Brief: Among the entries that follow, find the lines holding "they" and say how many there are, with no other words.
START Provided data
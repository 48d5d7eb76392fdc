//! Repair operations.
//!
//! Both operations are pure with respect to their input store: they
//! return a new [`MemoryStore`] and the caller decides whether to adopt
//! it. Synthesized defaults derive only from the id's layer, so repair is
//! deterministic and reproducible.

use codex_model::{Chakra, Element, MemoryStore, Node, NodeStore, DEFAULT_SOLFEGGIO};
use codex_topology::NodeId;

/// Result of a repair operation.
#[derive(Debug, Clone, PartialEq)]
pub struct RepairOutcome {
    /// The input store plus the applied changes.
    pub store: MemoryStore,
    /// Ids whose records were created or filled.
    pub repaired: Vec<NodeId>,
    /// Ids left untouched (already present / already complete / absent).
    pub skipped: Vec<NodeId>,
}

/// Synthesize a placeholder record from layer-derived defaults.
///
/// Element and chakra cycle by `(layer - 1)`; frequency defaults to
/// 528 Hz; harmonics stay empty.
pub fn placeholder_node(id: NodeId) -> Node {
    let layer = id.layer();
    let mut node = Node::bare(id);
    node.name = Some(format!("Node {}", id.value()));
    node.element = Some(Element::cycle(layer - 1));
    node.chakra = Some(Chakra::cycle(layer - 1));
    node.solfeggio = Some(DEFAULT_SOLFEGGIO);
    node
}

/// Create placeholder records for ids absent from the store.
///
/// Present ids are never overwritten - they land in `skipped`. An empty
/// id list is a no-op returning a clone of the input.
pub fn generate_missing_nodes(store: &MemoryStore, ids: &[NodeId]) -> RepairOutcome {
    let mut repaired_store = store.clone();
    let mut repaired = Vec::new();
    let mut skipped = Vec::new();

    for &id in ids {
        if repaired_store.contains(id) {
            skipped.push(id);
        } else {
            repaired_store.insert(placeholder_node(id));
            repaired.push(id);
        }
    }

    if !repaired.is_empty() {
        tracing::info!("generated {} placeholder nodes", repaired.len());
    }

    RepairOutcome {
        store: repaired_store,
        repaired,
        skipped,
    }
}

/// Fill the missing descriptive fields of present, incomplete records.
///
/// Only the fields the audit classifies (name, element, chakra) are
/// touched, and only when absent; every populated field is preserved.
/// Absent and already-complete ids land in `skipped`.
pub fn complete_incomplete_nodes(store: &MemoryStore, ids: &[NodeId]) -> RepairOutcome {
    let mut repaired_store = store.clone();
    let mut repaired = Vec::new();
    let mut skipped = Vec::new();

    for &id in ids {
        let Some(node) = store.get(id) else {
            skipped.push(id);
            continue;
        };
        if node.is_complete() {
            skipped.push(id);
            continue;
        }

        let defaults = placeholder_node(id);
        let mut filled = node.clone();
        if filled.name.as_deref().map_or(true, str::is_empty) {
            filled.name = defaults.name;
        }
        if filled.element.is_none() {
            filled.element = defaults.element;
        }
        if filled.chakra.is_none() {
            filled.chakra = defaults.chakra;
        }
        repaired_store.insert(filled);
        repaired.push(id);
    }

    if !repaired.is_empty() {
        tracing::info!("completed {} incomplete nodes", repaired.len());
    }

    RepairOutcome {
        store: repaired_store,
        repaired,
        skipped,
    }
}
END Provided data
Response to this task: 2